(Saved entries)
§ §

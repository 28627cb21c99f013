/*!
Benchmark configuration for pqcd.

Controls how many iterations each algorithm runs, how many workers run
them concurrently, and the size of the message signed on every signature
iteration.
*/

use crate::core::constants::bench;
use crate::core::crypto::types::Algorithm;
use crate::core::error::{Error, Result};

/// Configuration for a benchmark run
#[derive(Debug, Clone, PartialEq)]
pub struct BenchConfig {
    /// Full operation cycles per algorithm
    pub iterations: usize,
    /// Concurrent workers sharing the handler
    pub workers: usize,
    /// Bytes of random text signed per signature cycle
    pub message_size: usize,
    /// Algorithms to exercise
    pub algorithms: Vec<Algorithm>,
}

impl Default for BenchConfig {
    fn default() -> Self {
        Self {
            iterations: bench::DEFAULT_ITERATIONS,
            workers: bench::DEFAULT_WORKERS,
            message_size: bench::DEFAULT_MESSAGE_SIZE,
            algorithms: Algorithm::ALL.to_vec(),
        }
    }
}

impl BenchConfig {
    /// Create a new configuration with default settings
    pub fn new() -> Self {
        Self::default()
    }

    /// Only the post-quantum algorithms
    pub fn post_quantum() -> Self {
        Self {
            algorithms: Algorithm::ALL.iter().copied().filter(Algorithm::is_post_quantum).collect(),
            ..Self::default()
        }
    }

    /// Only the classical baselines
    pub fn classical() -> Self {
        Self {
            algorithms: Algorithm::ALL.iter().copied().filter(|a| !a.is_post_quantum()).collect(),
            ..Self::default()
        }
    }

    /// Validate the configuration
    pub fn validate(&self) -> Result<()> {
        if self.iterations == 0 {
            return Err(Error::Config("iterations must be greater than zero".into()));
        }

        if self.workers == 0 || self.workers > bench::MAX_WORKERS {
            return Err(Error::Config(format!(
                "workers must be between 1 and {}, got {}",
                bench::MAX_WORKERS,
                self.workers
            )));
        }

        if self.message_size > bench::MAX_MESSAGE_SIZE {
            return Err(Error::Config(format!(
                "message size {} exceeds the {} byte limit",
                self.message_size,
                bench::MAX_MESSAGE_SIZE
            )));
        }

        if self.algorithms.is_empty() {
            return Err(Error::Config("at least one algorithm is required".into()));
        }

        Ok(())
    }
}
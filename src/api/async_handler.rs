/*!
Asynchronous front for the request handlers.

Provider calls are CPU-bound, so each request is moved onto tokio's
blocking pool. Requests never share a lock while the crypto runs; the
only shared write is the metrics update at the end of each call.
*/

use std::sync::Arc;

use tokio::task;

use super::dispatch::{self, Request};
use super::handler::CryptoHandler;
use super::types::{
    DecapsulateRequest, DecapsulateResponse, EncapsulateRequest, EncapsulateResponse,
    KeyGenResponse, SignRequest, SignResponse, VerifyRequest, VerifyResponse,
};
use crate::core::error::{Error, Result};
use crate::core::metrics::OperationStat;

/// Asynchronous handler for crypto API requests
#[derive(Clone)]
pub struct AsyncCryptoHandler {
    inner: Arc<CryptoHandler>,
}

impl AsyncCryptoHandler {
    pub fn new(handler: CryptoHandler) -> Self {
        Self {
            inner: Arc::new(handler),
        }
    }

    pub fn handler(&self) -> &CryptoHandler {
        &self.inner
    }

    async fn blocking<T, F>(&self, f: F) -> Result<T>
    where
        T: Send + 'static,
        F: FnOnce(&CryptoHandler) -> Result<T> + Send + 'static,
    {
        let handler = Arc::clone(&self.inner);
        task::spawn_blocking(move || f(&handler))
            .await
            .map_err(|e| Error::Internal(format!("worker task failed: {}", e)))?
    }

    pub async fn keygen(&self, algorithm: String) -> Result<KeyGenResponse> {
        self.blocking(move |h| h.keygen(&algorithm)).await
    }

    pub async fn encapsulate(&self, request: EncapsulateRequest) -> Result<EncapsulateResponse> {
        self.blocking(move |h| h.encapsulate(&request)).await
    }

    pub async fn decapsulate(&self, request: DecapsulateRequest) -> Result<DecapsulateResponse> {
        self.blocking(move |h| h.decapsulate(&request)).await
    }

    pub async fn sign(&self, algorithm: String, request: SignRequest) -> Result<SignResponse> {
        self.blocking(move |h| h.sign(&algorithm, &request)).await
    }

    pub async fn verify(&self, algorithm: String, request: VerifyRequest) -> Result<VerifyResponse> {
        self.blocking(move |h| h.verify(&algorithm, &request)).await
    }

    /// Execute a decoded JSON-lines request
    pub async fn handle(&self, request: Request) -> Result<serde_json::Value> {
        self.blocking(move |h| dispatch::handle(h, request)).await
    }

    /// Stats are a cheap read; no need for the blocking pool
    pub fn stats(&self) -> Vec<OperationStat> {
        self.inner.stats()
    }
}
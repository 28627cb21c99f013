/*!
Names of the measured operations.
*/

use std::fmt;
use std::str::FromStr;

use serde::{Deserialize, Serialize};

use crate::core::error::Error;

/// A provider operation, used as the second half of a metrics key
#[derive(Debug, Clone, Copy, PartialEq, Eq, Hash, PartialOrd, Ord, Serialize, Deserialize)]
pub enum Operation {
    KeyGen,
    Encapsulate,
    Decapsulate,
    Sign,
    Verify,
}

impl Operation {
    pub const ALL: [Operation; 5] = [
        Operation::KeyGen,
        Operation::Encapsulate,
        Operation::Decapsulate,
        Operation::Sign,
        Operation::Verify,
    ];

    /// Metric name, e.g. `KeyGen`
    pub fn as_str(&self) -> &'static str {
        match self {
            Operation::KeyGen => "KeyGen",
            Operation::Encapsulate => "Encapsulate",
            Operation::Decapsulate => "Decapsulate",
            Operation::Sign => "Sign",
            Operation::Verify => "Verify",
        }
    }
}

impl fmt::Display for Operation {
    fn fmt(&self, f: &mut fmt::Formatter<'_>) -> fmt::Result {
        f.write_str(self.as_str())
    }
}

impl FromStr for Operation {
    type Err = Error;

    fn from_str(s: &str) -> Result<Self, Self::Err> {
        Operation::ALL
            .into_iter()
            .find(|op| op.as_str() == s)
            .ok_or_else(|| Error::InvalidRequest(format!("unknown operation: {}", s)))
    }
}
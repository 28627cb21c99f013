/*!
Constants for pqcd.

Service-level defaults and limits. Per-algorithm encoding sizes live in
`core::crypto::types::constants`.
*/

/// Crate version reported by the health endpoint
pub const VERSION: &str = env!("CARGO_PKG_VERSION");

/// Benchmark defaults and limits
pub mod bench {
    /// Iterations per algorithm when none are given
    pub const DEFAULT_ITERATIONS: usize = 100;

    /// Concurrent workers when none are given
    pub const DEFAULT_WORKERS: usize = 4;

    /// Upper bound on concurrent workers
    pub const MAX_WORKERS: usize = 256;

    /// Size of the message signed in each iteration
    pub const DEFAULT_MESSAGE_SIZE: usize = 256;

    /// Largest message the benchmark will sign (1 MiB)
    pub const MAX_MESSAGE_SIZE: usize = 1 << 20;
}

§ §

WHAT IS BEING ASKED:
Filter the data above, keeping only lines that include the string "metrics".

FINAL ANSWER:
only shared write is the metrics update at the end of each call.
use crate::core::metrics::OperationStat;
/// A provider operation, used as the second half of a metrics key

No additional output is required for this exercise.